It’s hard being an exhibit. Or the mother of one.
Sometimes I don’t mind the stares. I enjoy following around the center of attention. Sometimes I just want to hide.
When I walk with Elias, for the most part, I see curiosity mixed with warmth. He's little. He’s cute. People smile. But when he grows older, will the looks turn to disdain? And if so will I fight or flee?
Why do I live in a culture that marginalizes the weak, the sick, and the old?
“You
know you probably represent about 1% of families with special needs
kids who would do something like this,” Elias’s physical therapist said
to us before we left Anchorage for our two month driving, biking,
camping trip.
We’re lucky: Despite Elias’s multiple
disabilities, he’s reasonably healthy. No longer on any medication, we
can travel on roads without hospitals, pharmacies or cell service. All
of Elias’s therapists and doctors—and the list is long-- supported our
plans to drive to the lower 48, bike from Washington to Wyoming, return
in the RV to Oregon, and then back in our truck to Anchorage.
1% huh?
Maybe
it’s the wild spirit of Alaska that infects us, that tells us not to
stop exploring just because a kid can’t see so well or stand without
falling down.
Maybe it’s our own bullheadedness, refusing to
replace dreams with appointments, opportunities with restrictions.
Refusing to hide.
Or maybe it’s not about us at all, but due
to Elias’s ability to adapt to new situations with ease, his love for
car rides and throwing rocks into water. Maybe it’s because he’s just
so damn easy, rarely complaining, rejoicing over outhouses, gas
stations, and new campsites. Maybe this and not his Cerebral Palsy,
Nystagmus, and Chronic Lung Disease, is what makes him different.
Elias
and I just returned from a walk around the block on the quiet streets
of his grandparents’ neighborhood in Grants Pass. Every driver that
passed us stared. The pre-teen girl who walked across the street from
us kept turning back to peek again. I’m the only one who noticed,
self-conscious and aware, Elias just pointed out every sign, street and
bush along the way, ranking them by size. “Huge bush,” he’d say in his
deep gravelly voice he reserves for big things. Or ‘Yittle baby
street,” in a soft high pitched voice for small.
On the sidewalk
by Rogue Street, we met a woman with gray hair and a walker of her own.
“We both have wheels,” she beamed and let Elias touch hers. He looked
up at her face, something he doesn’t often do. He recognized a comrade.

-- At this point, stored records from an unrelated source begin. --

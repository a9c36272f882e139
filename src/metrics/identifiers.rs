//! M4: can the agent tell what an identifier means from its name alone?

use std::collections::HashSet;
use std::path::Path;
use std::time::Duration;

use async_trait::async_trait;
use tokio_util::sync::CancellationToken;

use super::execute::{execute_standard_metric, StandardExecution};
use super::scoring::{match_groups, IndicatorGroup, LazyRegex, ScoreTrace};
use super::{Metric, MetricResult, PromptExecutor, Sample, SampleObserver, IDENTIFIER_INTERPRETABILITY};
use crate::target::{AnalysisTarget, Language, SourceFile};

const SAMPLE_COUNT: usize = 5;
const TIMEOUT: Duration = Duration::from_secs(180);
const TOOLS: &str = "Read";
const MIN_NAME_LEN: usize = 4;
const BASE_SCORE: i32 = 1;
const SELF_REPORT_POSITIVE: i32 = 2;
const SELF_REPORT_NEGATIVE: i32 = -2;

const SKIPPED_PREFIXES: &[&str] = &["test", "example", "mock"];

static GO_FUNC: LazyRegex = LazyRegex::new(r"(?m)^func\s+([A-Z][a-zA-Z0-9_]*)\s*\(");
static GO_TYPE: LazyRegex = LazyRegex::new(r"(?m)^type\s+([A-Z][a-zA-Z0-9_]*)\s+");
static GO_VAR: LazyRegex = LazyRegex::new(r"(?m)^(?:var|const)\s+([A-Z][a-zA-Z0-9_]*)");
static TS_EXPORT: LazyRegex = LazyRegex::new(
    r"(?m)^export\s+(?:function|class|const|let|var|interface|type)\s+([a-zA-Z_][a-zA-Z0-9_]*)",
);
static PY_PUBLIC: LazyRegex = LazyRegex::new(r"(?m)^(?:def|class)\s+([a-zA-Z][a-zA-Z0-9_]*)");

static GO_PATTERNS: [&LazyRegex; 3] = [&GO_FUNC, &GO_TYPE, &GO_VAR];
static TS_PATTERNS: [&LazyRegex; 1] = [&TS_EXPORT];
static PY_PATTERNS: [&LazyRegex; 1] = [&PY_PUBLIC];

const GROUPS: &[IndicatorGroup] = &[
    IndicatorGroup {
        name: "self_report_partial",
        members: &["mostly correct", "partially"],
    },
    IndicatorGroup {
        name: "self_report_negative",
        members: &["incorrect", "wrong", "misunderstood"],
    },
    IndicatorGroup {
        name: "detailed_interpretation",
        members: &["interpretation:", "purpose:"],
    },
    IndicatorGroup {
        name: "action_words",
        members: &[
            "handles",
            "manages",
            "creates",
            "processes",
            "returns",
            "validates",
            "converts",
            "parses",
        ],
    },
    IndicatorGroup {
        name: "structure_verification",
        members: &["verification:"],
    },
    IndicatorGroup {
        name: "structure_accuracy",
        members: &["accuracy:"],
    },
];

#[derive(Debug, Default)]
pub struct IdentifiersMetric;

impl IdentifiersMetric {
    pub fn new() -> Self {
        Self
    }
}

fn patterns_for(language: Language) -> &'static [&'static LazyRegex] {
    match language {
        Language::Go => &GO_PATTERNS,
        Language::TypeScript => &TS_PATTERNS,
        Language::Python => &PY_PATTERNS,
        Language::Other => &[],
    }
}

/// Words in an identifier: `_`-separated parts, else camel-case humps.
pub(crate) fn count_words(name: &str) -> usize {
    if name.contains('_') {
        return name.split('_').filter(|p| !p.is_empty()).count();
    }
    1 + name
        .chars()
        .skip(1)
        .filter(|c| c.is_ascii_uppercase())
        .count()
}

fn extract(file: &SourceFile, patterns: &[&LazyRegex]) -> Vec<Sample> {
    let content = file.content.as_str();
    let mut found = Vec::new();
    for re in patterns.iter().filter_map(|p| p.get()) {
        for caps in re.captures_iter(content) {
            let (Some(whole), Some(name)) = (caps.get(0), caps.get(1)) else {
                continue;
            };
            let name = name.as_str();
            if name.len() < MIN_NAME_LEN {
                continue;
            }
            let lower = name.to_lowercase();
            if SKIPPED_PREFIXES.iter().any(|p| lower.starts_with(p)) {
                continue;
            }
            let line = 1 + content[..whole.start()].matches('\n').count();
            found.push(Sample {
                file_path: file.rel_path.clone(),
                function_name: name.to_string(),
                start_line: line,
                selection_score: (name.len() * count_words(name)) as f64,
                description: format!("Exported identifier '{}' with {} chars", name, name.len()),
                ..Default::default()
            });
        }
    }
    found
}

fn build_prompt(sample: &Sample) -> String {
    format!(
        "Without reading the file, interpret what the identifier \"{name}\" means based ONLY on its name.\n\
         \n\
         1. What is the likely purpose of this identifier?\n\
         2. What type of thing is it (function, type, variable, constant)?\n\
         3. What domain/concern does it belong to?\n\
         \n\
         After your interpretation, read {path} (line {line}) to verify your interpretation.\n\
         \n\
         Format:\n\
         - Interpretation: [your interpretation based on name alone]\n\
         - Verification: [what you found in the code]\n\
         - Accuracy: [how accurate was your interpretation?]",
        name = sample.function_name,
        path = sample.file_path,
        line = sample.start_line,
    )
}

pub(crate) fn score_response(response: &str) -> ScoreTrace {
    let lower = response.to_lowercase();
    let mut trace = ScoreTrace::new(BASE_SCORE);
    trace.push("group:self_report_positive", lower.contains("accurate"), SELF_REPORT_POSITIVE);
    trace.extend(match_groups(&lower, GROUPS).into_iter().map(|mut m| {
        if m.matched && m.name == "group:self_report_negative" {
            m.delta = SELF_REPORT_NEGATIVE;
        }
        m
    }));
    trace.finish()
}

#[async_trait]
impl Metric for IdentifiersMetric {
    fn id(&self) -> &'static str {
        IDENTIFIER_INTERPRETABILITY
    }

    fn name(&self) -> &'static str {
        "Identifier Interpretability"
    }

    fn description(&self) -> &'static str {
        "Measures ability to infer meaning from identifier names"
    }

    fn timeout(&self) -> Duration {
        TIMEOUT
    }

    fn sample_count(&self) -> usize {
        SAMPLE_COUNT
    }

    /// Long, multi-word exported names; each name is sampled at most once.
    fn select_samples(&self, targets: &[AnalysisTarget]) -> Vec<Sample> {
        let mut candidates: Vec<Sample> = targets
            .iter()
            .flat_map(|t| {
                let patterns = patterns_for(t.language);
                t.source_files().flat_map(move |f| extract(f, patterns))
            })
            .collect();
        candidates.sort_by(|a, b| b.selection_score.total_cmp(&a.selection_score));

        let mut seen = HashSet::new();
        candidates.retain(|s| seen.insert(s.function_name.clone()));
        candidates.truncate(SAMPLE_COUNT);
        candidates
    }

    async fn execute(
        &self,
        cancel: &CancellationToken,
        work_dir: &Path,
        samples: &[Sample],
        executor: &dyn PromptExecutor,
        observer: Option<&dyn SampleObserver>,
    ) -> MetricResult {
        let cfg = StandardExecution {
            metric_id: self.id(),
            metric_name: self.name(),
            timeout: TIMEOUT,
            tools: TOOLS,
            build_prompt: &build_prompt,
            score_response: &score_response,
        };
        execute_standard_metric(cancel, work_dir, samples, executor, observer, cfg).await
    }
}
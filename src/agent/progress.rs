//! Live progress line for a metric evaluation.
//!
//! [`EvalProgress`] keeps per-metric state behind one mutex. When attached to
//! a terminal, [`EvalProgress::start`] spawns a loop that redraws a single
//! status line on a fixed interval until [`EvalProgress::stop`]. Otherwise
//! rendering is skipped but every mutator still updates state.

use std::collections::HashMap;
use std::fmt;
use std::io::{self, IsTerminal, Write};
use std::sync::{Arc, Mutex};
use std::time::{Duration, Instant};

use serde::{Deserialize, Serialize};
use tokio::task::JoinHandle;
use tokio_util::sync::CancellationToken;

use crate::metrics::{
    Metric, SampleObserver, CODE_BEHAVIOR_COMPREHENSION, CROSS_FILE_NAVIGATION,
    DOCUMENTATION_ACCURACY_DETECTION, IDENTIFIER_INTERPRETABILITY, TASK_EXECUTION_CONSISTENCY,
};
use crate::utils::lock;

pub const DEFAULT_RENDER_INTERVAL: Duration = Duration::from_millis(200);
pub const DEFAULT_COST_PER_MILLION_TOKENS: f64 = 5.0;
const LINE_WIDTH: usize = 130;

#[derive(Debug, Clone, Copy, PartialEq, Eq, Serialize, Deserialize)]
#[serde(rename_all = "snake_case")]
pub enum MetricStatus {
    Pending,
    Running,
    Complete,
    Failed,
}

impl fmt::Display for MetricStatus {
    fn fmt(&self, f: &mut fmt::Formatter<'_>) -> fmt::Result {
        let s = match self {
            MetricStatus::Pending => "pending",
            MetricStatus::Running => "running",
            MetricStatus::Complete => "complete",
            MetricStatus::Failed => "failed",
        };
        f.write_str(s)
    }
}

#[derive(Debug, Clone, PartialEq, Eq, Serialize, Deserialize)]
pub struct MetricProgress {
    pub id: String,
    pub name: String,
    pub status: MetricStatus,
    pub current_sample: usize,
    pub total_samples: usize,
    pub score: i32,
    pub error: Option<String>,
}

impl MetricProgress {
    fn pending(id: &str, name: &str) -> Self {
        Self {
            id: id.to_string(),
            name: name.to_string(),
            status: MetricStatus::Pending,
            current_sample: 0,
            total_samples: 0,
            score: 0,
            error: None,
        }
    }

    fn render(&self) -> String {
        let short = short_metric_id(&self.id);
        match self.status {
            MetricStatus::Pending => format!("{short}: Pending"),
            MetricStatus::Running => {
                let pct = (self.current_sample * 100)
                    .checked_div(self.total_samples)
                    .unwrap_or(0);
                format!(
                    "{short}: {pct}% ({}/{})",
                    self.current_sample, self.total_samples
                )
            }
            MetricStatus::Complete => format!("{short}: Done({})", self.score),
            MetricStatus::Failed => format!("{short}: Failed"),
        }
    }
}

struct ProgressState {
    metrics: HashMap<String, MetricProgress>,
    order: Vec<String>,
    total_tokens: u64,
    started: Instant,
    active: bool,
}

impl ProgressState {
    fn update(&mut self, id: &str, f: impl FnOnce(&mut MetricProgress)) {
        if let Some(metric) = self.metrics.get_mut(id) {
            f(metric);
        }
    }
}

type SharedWriter = Arc<Mutex<Box<dyn Write + Send>>>;

/// Thread-safe progress tracker shared by the metric runner.
pub struct EvalProgress {
    state: Arc<Mutex<ProgressState>>,
    writer: SharedWriter,
    interactive: bool,
    interval: Duration,
    cost_per_million: f64,
    stop_token: CancellationToken,
    render_task: Mutex<Option<JoinHandle<()>>>,
}

impl EvalProgress {
    /// Tracks `metrics` (id, name) in display order, rendering to stderr.
    pub fn new<I, S>(metrics: I) -> Self
    where
        I: IntoIterator<Item = (S, S)>,
        S: AsRef<str>,
    {
        let interactive = io::stderr().is_terminal();
        Self::with_writer(metrics, Box::new(io::stderr()), interactive)
    }

    /// Tracks every metric in `catalog`.
    pub fn for_metrics(catalog: &[Box<dyn Metric>]) -> Self {
        Self::new(catalog.iter().map(|m| (m.id(), m.name())))
    }

    pub fn with_writer<I, S>(metrics: I, writer: Box<dyn Write + Send>, interactive: bool) -> Self
    where
        I: IntoIterator<Item = (S, S)>,
        S: AsRef<str>,
    {
        let mut order = Vec::new();
        let mut table = HashMap::new();
        for (id, name) in metrics {
            let id = id.as_ref();
            order.push(id.to_string());
            table.insert(id.to_string(), MetricProgress::pending(id, name.as_ref()));
        }
        Self {
            state: Arc::new(Mutex::new(ProgressState {
                metrics: table,
                order,
                total_tokens: 0,
                started: Instant::now(),
                active: false,
            })),
            writer: Arc::new(Mutex::new(writer)),
            interactive,
            interval: DEFAULT_RENDER_INTERVAL,
            cost_per_million: DEFAULT_COST_PER_MILLION_TOKENS,
            stop_token: CancellationToken::new(),
            render_task: Mutex::new(None),
        }
    }

    pub fn with_interval(mut self, interval: Duration) -> Self {
        if !interval.is_zero() {
            self.interval = interval;
        }
        self
    }

    pub fn with_cost_rate(mut self, cost_per_million: f64) -> Self {
        self.cost_per_million = cost_per_million;
        self
    }

    pub fn is_interactive(&self) -> bool {
        self.interactive
    }

    /// Starts the render loop. No-op when not interactive or already started.
    ///
    /// Must be called from within a Tokio runtime.
    pub fn start(&self) {
        if !self.interactive {
            return;
        }
        {
            let mut state = lock(&self.state);
            if state.active || self.stop_token.is_cancelled() {
                return;
            }
            state.active = true;
            state.started = Instant::now();
        }

        let state = self.state.clone();
        let writer = self.writer.clone();
        let token = self.stop_token.clone();
        let period = self.interval;
        let rate = self.cost_per_million;
        let handle = tokio::spawn(async move {
            let mut ticker = tokio::time::interval(period);
            ticker.set_missed_tick_behavior(tokio::time::MissedTickBehavior::Skip);
            loop {
                tokio::select! {
                    _ = token.cancelled() => break,
                    _ = ticker.tick() => {
                        let line = {
                            let state = lock(&state);
                            if !state.active {
                                continue;
                            }
                            render_line(&state, rate)
                        };
                        let mut out = lock(&writer);
                        let _ = write!(out, "{:<width$}", line, width = LINE_WIDTH);
                        let _ = out.flush();
                    }
                }
            }
        });
        *lock(&self.render_task) = Some(handle);
    }

    /// Stops the render loop, clears the line and prints a summary.
    ///
    /// Idempotent; a no-op when not interactive.
    pub async fn stop(&self) {
        if !self.interactive {
            return;
        }
        let summary = {
            let mut state = lock(&self.state);
            if !state.active {
                return;
            }
            state.active = false;
            summary_line(&state, self.cost_per_million)
        };
        self.stop_token.cancel();
        let handle = lock(&self.render_task).take();
        if let Some(handle) = handle {
            let _ = handle.await;
        }

        let mut out = lock(&self.writer);
        let _ = write!(out, "\r\x1b[K{}\n", summary);
        let _ = out.flush();
    }

    pub fn set_running(&self, id: &str, total_samples: usize) {
        lock(&self.state).update(id, |m| {
            m.status = MetricStatus::Running;
            m.total_samples = total_samples;
            m.current_sample = 0;
        });
    }

    pub fn set_sample(&self, id: &str, current: usize) {
        lock(&self.state).update(id, |m| m.current_sample = current);
    }

    pub fn set_complete(&self, id: &str, score: i32) {
        lock(&self.state).update(id, |m| {
            m.status = MetricStatus::Complete;
            m.score = score;
        });
    }

    pub fn set_failed(&self, id: &str, error: &str) {
        lock(&self.state).update(id, |m| {
            m.status = MetricStatus::Failed;
            m.error = Some(error.to_string());
        });
    }

    pub fn add_tokens(&self, tokens: u64) {
        lock(&self.state).total_tokens += tokens;
    }

    pub fn total_tokens(&self) -> u64 {
        lock(&self.state).total_tokens
    }

    /// Copy of one metric's state.
    pub fn metric(&self, id: &str) -> Option<MetricProgress> {
        lock(&self.state).metrics.get(id).cloned()
    }

    /// The status line as it would be drawn now, without the carriage return.
    pub fn status_line(&self) -> String {
        let state = lock(&self.state);
        render_line(&state, self.cost_per_million)
            .trim_start_matches('\r')
            .to_string()
    }
}

impl SampleObserver for EvalProgress {
    fn on_sample(&self, metric_id: &str, current: usize) {
        self.set_sample(metric_id, current);
    }
}

impl Drop for EvalProgress {
    fn drop(&mut self) {
        self.stop_token.cancel();
    }
}

fn estimated_cost(tokens: u64, per_million: f64) -> f64 {
    tokens as f64 / 1_000_000.0 * per_million
}

fn render_line(state: &ProgressState, per_million: f64) -> String {
    let parts: Vec<String> = state
        .order
        .iter()
        .filter_map(|id| state.metrics.get(id))
        .map(MetricProgress::render)
        .collect();
    format!(
        "\rC7 progress [{}]: {} | Tokens: {} | Est. ${:.2}",
        format_elapsed(state.started.elapsed()),
        parts.join(" | "),
        format_tokens(state.total_tokens),
        estimated_cost(state.total_tokens, per_million)
    )
}

fn summary_line(state: &ProgressState, per_million: f64) -> String {
    format!(
        "C7 Evaluation complete in {} | Tokens: {} | Cost: ${:.2}",
        format_elapsed(state.started.elapsed()),
        format_tokens(state.total_tokens),
        estimated_cost(state.total_tokens, per_million)
    )
}

/// Whole seconds as `1h2m3s`, `2m3s` or `3s`.
pub fn format_elapsed(elapsed: Duration) -> String {
    let secs = (elapsed.as_millis() + 500) / 1000;
    let (h, m, s) = (secs / 3600, (secs / 60) % 60, secs % 60);
    if h > 0 {
        format!("{h}h{m}m{s}s")
    } else if m > 0 {
        format!("{m}m{s}s")
    } else {
        format!("{s}s")
    }
}

/// `M1`..`M5` for the built-in metrics, otherwise the first two characters.
pub fn short_metric_id(id: &str) -> String {
    match id {
        TASK_EXECUTION_CONSISTENCY => "M1".to_string(),
        CODE_BEHAVIOR_COMPREHENSION => "M2".to_string(),
        CROSS_FILE_NAVIGATION => "M3".to_string(),
        IDENTIFIER_INTERPRETABILITY => "M4".to_string(),
        DOCUMENTATION_ACCURACY_DETECTION => "M5".to_string(),
        other => other.chars().take(2).collect(),
    }
}

/// Groups thousands with commas: `12345` becomes `12,345`.
pub fn format_tokens(n: u64) -> String {
    let digits = n.to_string();
    let mut out = String::with_capacity(digits.len() + digits.len() / 3);
    for (i, c) in digits.chars().enumerate() {
        if i > 0 && (digits.len() - i) % 3 == 0 {
            out.push(',');
        }
        out.push(c);
    }
    out
}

“I’ll race you,” she said. And he muscled his walker forward, but in
the opposite direction of her home.
“He’s off,” I said.
“Isn’t
it amazing what they can do these days for us to get around,” she said,
with a wide smile, as I turned to chase Elias. I nodded and told her it
was. Amazing.
When I caught up to Elias, I peeked back at her
and watched her walk, slow but steady, down the same sidewalk, past the
same trucks, signs and bushes.
I couldn’t help myself.
--Excerpted from Following Elias, originally published on Parents.com. Copyright 2009 by Meredith Corporation. All rights reserved. Reprinted with permission.
Nana and Papa wrote:
We miss Elias' daily adventures using his walker but we are somewhat more rested since we aren't chasing him and preventing him from going down overly steep hills and into big "dips". We also miss Elias' parents!
7/18/2007 12:44 PM CDT
UncleAndrew wrote:
Can't wait to see you here in Seattle Thursday night. Tess is excited to see cousin "B'Elias" as she calls him for some reason. Then again. her mom is also "B'Elise"
7/18/2007 6:43 PM CDT
Niksmother wrote:
God Bless that woman with the walker! That made me teary. In a good way. I followed your "road trip"posts on your old blog. You give me so much hope that one day, when we can travel without the need for easy access to pediatric hospitals, Nik, Niksdad, and I can embark on our own grand adventure. Meanwhile, the thrill may have been vicarious but it was no less real!
7/19/2007 7:48 PM CDT
Following Elias wrote:
I'm in Seattle now with Andrew and Tess--"yeah Tesaroo" Elias says.
Niksmother, I hope you get the chance to escape the hospital-leash too some day. As we begin the drive North, back home to AK, my head is starting to try to schedule his therapy appointments for the fall, and though it will be great to see his therapists I'm not looking forward to the hectic schedule.
And mom and dad, Elias still talks about both of you every day.